Items from a data source:
━━━━━━━━━━━━━━━━━━━━

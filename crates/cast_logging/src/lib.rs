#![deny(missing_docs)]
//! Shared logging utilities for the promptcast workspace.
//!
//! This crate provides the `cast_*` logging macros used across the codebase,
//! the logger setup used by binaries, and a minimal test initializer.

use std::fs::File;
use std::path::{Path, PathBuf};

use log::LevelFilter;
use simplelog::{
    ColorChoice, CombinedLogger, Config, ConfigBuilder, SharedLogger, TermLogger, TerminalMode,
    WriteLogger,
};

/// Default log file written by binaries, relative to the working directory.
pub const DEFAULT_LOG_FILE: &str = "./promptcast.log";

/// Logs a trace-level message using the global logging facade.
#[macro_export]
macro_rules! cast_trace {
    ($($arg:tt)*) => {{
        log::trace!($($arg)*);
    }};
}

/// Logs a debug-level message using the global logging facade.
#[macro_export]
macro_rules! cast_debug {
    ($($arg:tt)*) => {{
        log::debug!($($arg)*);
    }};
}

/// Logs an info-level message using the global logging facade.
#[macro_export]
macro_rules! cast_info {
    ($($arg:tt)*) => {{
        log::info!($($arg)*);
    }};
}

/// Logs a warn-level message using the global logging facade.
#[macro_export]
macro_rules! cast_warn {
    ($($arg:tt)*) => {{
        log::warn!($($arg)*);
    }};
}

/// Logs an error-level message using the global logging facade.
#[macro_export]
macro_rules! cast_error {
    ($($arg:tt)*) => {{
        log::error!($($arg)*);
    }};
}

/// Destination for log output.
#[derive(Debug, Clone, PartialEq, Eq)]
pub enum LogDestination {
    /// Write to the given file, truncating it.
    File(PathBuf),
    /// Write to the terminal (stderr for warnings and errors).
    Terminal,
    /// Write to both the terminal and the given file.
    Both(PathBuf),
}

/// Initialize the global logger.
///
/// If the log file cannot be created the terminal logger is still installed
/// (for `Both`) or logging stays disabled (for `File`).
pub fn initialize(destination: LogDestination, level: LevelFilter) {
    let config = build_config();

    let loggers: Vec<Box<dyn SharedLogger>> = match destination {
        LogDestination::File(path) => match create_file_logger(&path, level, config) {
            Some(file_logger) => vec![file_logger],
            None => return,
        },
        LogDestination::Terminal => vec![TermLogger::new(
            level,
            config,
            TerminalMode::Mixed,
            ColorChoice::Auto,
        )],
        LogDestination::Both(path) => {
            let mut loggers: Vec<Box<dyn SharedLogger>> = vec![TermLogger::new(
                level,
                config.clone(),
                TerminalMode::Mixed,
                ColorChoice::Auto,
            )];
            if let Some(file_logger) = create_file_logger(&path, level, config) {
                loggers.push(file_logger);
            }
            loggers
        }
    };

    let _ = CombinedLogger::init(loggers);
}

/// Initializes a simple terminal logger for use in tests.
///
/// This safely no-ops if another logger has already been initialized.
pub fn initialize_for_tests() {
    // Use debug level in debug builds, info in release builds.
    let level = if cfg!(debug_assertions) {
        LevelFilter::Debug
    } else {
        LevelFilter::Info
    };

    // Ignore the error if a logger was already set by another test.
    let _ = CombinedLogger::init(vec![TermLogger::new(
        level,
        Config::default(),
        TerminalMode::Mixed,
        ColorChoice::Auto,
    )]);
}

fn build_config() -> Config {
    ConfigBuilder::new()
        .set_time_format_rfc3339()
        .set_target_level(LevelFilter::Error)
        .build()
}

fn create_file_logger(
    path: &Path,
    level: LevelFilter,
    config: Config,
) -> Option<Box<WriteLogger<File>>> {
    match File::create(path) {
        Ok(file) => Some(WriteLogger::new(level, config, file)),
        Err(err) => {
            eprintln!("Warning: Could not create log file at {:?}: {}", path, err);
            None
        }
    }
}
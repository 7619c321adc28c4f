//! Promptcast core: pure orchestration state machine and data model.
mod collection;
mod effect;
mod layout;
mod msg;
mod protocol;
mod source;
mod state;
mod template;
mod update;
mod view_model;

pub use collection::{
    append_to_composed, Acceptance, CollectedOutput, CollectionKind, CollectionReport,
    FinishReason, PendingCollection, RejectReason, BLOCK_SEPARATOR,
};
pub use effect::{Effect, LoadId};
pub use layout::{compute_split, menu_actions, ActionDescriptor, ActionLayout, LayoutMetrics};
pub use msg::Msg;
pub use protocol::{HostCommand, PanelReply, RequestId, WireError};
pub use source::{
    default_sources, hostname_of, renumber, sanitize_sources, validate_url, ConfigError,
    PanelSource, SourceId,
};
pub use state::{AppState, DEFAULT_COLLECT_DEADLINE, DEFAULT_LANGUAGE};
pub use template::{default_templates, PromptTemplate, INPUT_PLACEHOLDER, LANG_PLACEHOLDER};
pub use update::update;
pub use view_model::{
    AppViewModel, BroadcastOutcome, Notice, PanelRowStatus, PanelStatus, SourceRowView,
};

━━━━━━━━━━━━━━━━━━━━

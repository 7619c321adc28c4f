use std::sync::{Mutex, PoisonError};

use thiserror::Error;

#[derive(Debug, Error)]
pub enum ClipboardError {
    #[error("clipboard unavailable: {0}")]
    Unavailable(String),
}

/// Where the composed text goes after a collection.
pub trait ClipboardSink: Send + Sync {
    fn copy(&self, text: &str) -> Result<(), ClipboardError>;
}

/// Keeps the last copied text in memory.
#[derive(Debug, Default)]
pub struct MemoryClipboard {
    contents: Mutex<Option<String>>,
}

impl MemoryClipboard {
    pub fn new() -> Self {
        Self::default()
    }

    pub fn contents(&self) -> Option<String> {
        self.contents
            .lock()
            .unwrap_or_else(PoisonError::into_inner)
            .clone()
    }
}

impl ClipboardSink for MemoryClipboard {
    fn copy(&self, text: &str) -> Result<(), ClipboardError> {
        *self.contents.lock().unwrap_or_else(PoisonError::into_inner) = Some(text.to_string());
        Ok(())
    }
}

━━━━━━━━━━━━━━━━━━━━

Search the data for the word "loggers" and copy each line where it appears.

    let loggers: Vec<Box<dyn SharedLogger>> = match destination {
            let mut loggers: Vec<Box<dyn SharedLogger>> = vec![TermLogger::new(
                loggers.push(file_logger);
            loggers
    let _ = CombinedLogger::init(loggers);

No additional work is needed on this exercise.